In the episode, Karimah Hassan talks about:

  • Working at the cutting edge of London's dynamic and bustling arts scene
  • Reframing her approach to being an empath, and how it enables Karimah to be more sustainable in her service
  • The paradox of her new book, The Strangers Yearbook
  • What it means to be Bangladeshi, Yemeni, and Welsh
  • How Karimah connected to her heart, and Allah, from a place of love and not fear
  • Why she thinks the NFT world is the future of art, and how it leads to a more democratic and transparent space for artists


"The things that stay with us are often the ones that have the most emotional intensity."

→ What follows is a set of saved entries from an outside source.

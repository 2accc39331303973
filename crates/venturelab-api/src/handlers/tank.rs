use axum::{extract::State, response::Response, Json};
use chrono::Utc;
use serde::{Deserialize, Serialize};
use tracing::{info, warn};
use uuid::Uuid;
use venturelab_ai::{parse_pitch_score, tank_scoring_messages, GenerationConfig};
use venturelab_core::{
    pitch_xp, validate_duration_secs, validate_http_url, validate_length, validate_uuid, Feature,
    PitchScore, TankSubmission, Validate, ValidationError,
};

use super::{enforce_rate_limit, moderate_input, with_rate_limit_headers, ValidatedJson};
use crate::audit::{SecurityEvent, SecurityLogger};
use crate::auth::AuthContext;
use crate::error::{ApiError, ApiResult};
use crate::metrics;
use crate::AppState;

pub const MIN_PITCH_CHARS: usize = 50;
pub const MAX_PITCH_CHARS: usize = 5000;
pub const MAX_PITCH_DURATION_SECS: f64 = 600.0;

const SCORING_TEMPERATURE: f32 = 0.2;

#[derive(Debug, Deserialize)]
pub struct TankRequest {
    pub pitch: String,
    #[serde(default)]
    pub mission_id: Option<String>,
    #[serde(default)]
    pub duration_secs: Option<f64>,
    #[serde(default)]
    pub video_url: Option<String>,
}

impl Validate for TankRequest {
    fn validate(&self) -> Result<(), ValidationError> {
        validate_length("pitch", &self.pitch, MIN_PITCH_CHARS, MAX_PITCH_CHARS)?;
        if let Some(mission_id) = &self.mission_id {
            validate_uuid("mission_id", mission_id)?;
        }
        if let Some(duration) = self.duration_secs {
            validate_duration_secs("duration_secs", duration, MAX_PITCH_DURATION_SECS)?;
        }
        if let Some(url) = &self.video_url {
            validate_http_url("video_url", url)?;
        }
        Ok(())
    }
}

#[derive(Debug, Serialize)]
pub struct TankResponse {
    pub submission_id: Uuid,
    pub score: PitchScore,
    pub xp_awarded: u64,
    pub total_xp: u64,
    pub level: u32,
    pub xp_to_next_level: u64,
}

/// Replaces any model-written text that trips the output filter.
fn moderate_score_text(state: &AppState, user_id: Uuid, score: &mut PitchScore) {
    let combined = std::iter::once(score.feedback.as_str())
        .chain(score.strengths.iter().map(String::as_str))
        .chain(score.improvements.iter().map(String::as_str))
        .collect::<Vec<_>>()
        .join("\n");

    if let venturelab_core::ModerationVerdict::Blocked { category } =
        state.filter.check_output(&combined)
    {
        metrics::record_moderation("blocked", "output");
        SecurityLogger::log_event(SecurityEvent::ContentBlocked {
            user_id,
            feature: Feature::Tank.to_string(),
            stage: "output",
            category,
        });
        score.feedback = state.filter.refusal_message().to_string();
        score.strengths.clear();
        score.improvements.clear();
    } else {
        metrics::record_moderation("allowed", "output");
    }
}

pub async fn score_pitch(
    State(state): State<AppState>,
    auth: AuthContext,
    ValidatedJson(request): ValidatedJson<TankRequest>,
) -> ApiResult<Response> {
    let decision = enforce_rate_limit(&state, auth.user_id, Feature::Tank)?;

    let verdict = moderate_input(&state, auth.user_id, Feature::Tank, [request.pitch.as_str()]);
    if verdict.is_blocked() {
        return Err(ApiError::Moderated(
            state.filter.refusal_message().to_string(),
        ));
    }

    // The profile must exist before the gateway is called.
    state
        .backend
        .get_profile(auth.user_id)
        .await?
        .ok_or_else(|| ApiError::NotFound("profile".to_string()))?;

    let config = GenerationConfig {
        temperature: SCORING_TEMPERATURE,
        max_tokens: Some(state.settings.llm.max_tokens),
        json_response: true,
    };
    metrics::record_llm_request("tank");
    let completion = state
        .llm
        .generate_chat(&tank_scoring_messages(&request.pitch), &config)
        .await
        .map_err(|e| {
            metrics::record_llm_failure("tank");
            ApiError::from(e)
        })?;

    let mut score = parse_pitch_score(&completion.content).map_err(|e| {
        metrics::record_llm_failure("tank");
        warn!(user_id = %auth.user_id, error = %e, "Unusable pitch score reply");
        ApiError::from(e)
    })?;
    moderate_score_text(&state, auth.user_id, &mut score);

    let xp_awarded = pitch_xp(score.overall);
    let submission = TankSubmission {
        id: Uuid::new_v4(),
        user_id: auth.user_id,
        mission_id: request
            .mission_id
            .as_deref()
            .map(|id| validate_uuid("mission_id", id))
            .transpose()?,
        pitch: request.pitch.trim().to_string(),
        duration_secs: request.duration_secs,
        video_url: request.video_url.clone(),
        score: score.clone(),
        xp_awarded,
        created_at: Utc::now(),
    };
    // XP first: a failed award must not leave a submission claiming it.
    let profile = state.backend.add_xp(auth.user_id, xp_awarded).await?;
    metrics::record_xp("tank", xp_awarded);
    state.backend.insert_tank_submission(&submission).await?;

    info!(
        user_id = %auth.user_id,
        submission_id = %submission.id,
        overall = score.overall,
        xp_awarded,
        "Pitch scored"
    );

    Ok(with_rate_limit_headers(
        Json(TankResponse {
            submission_id: submission.id,
            score,
            xp_awarded,
            total_xp: profile.xp,
            level: profile.level,
            xp_to_next_level: profile.xp_to_next_level(),
        }),
        &decision,
    ))
}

"We can clear ourselves of our own filters, we have this connection to our memories, also our future. It sounds otherworldly, but I think it's just part of the truth. It's connection."

"We feel like we have a right to some people's lives, but it's all just like layers of masks and layers of vulnerability."

"Just because we don't necessarily wear that identity and those memories proudly, it doesn't mean they're not part of us, but sometimes we just have to give time to process."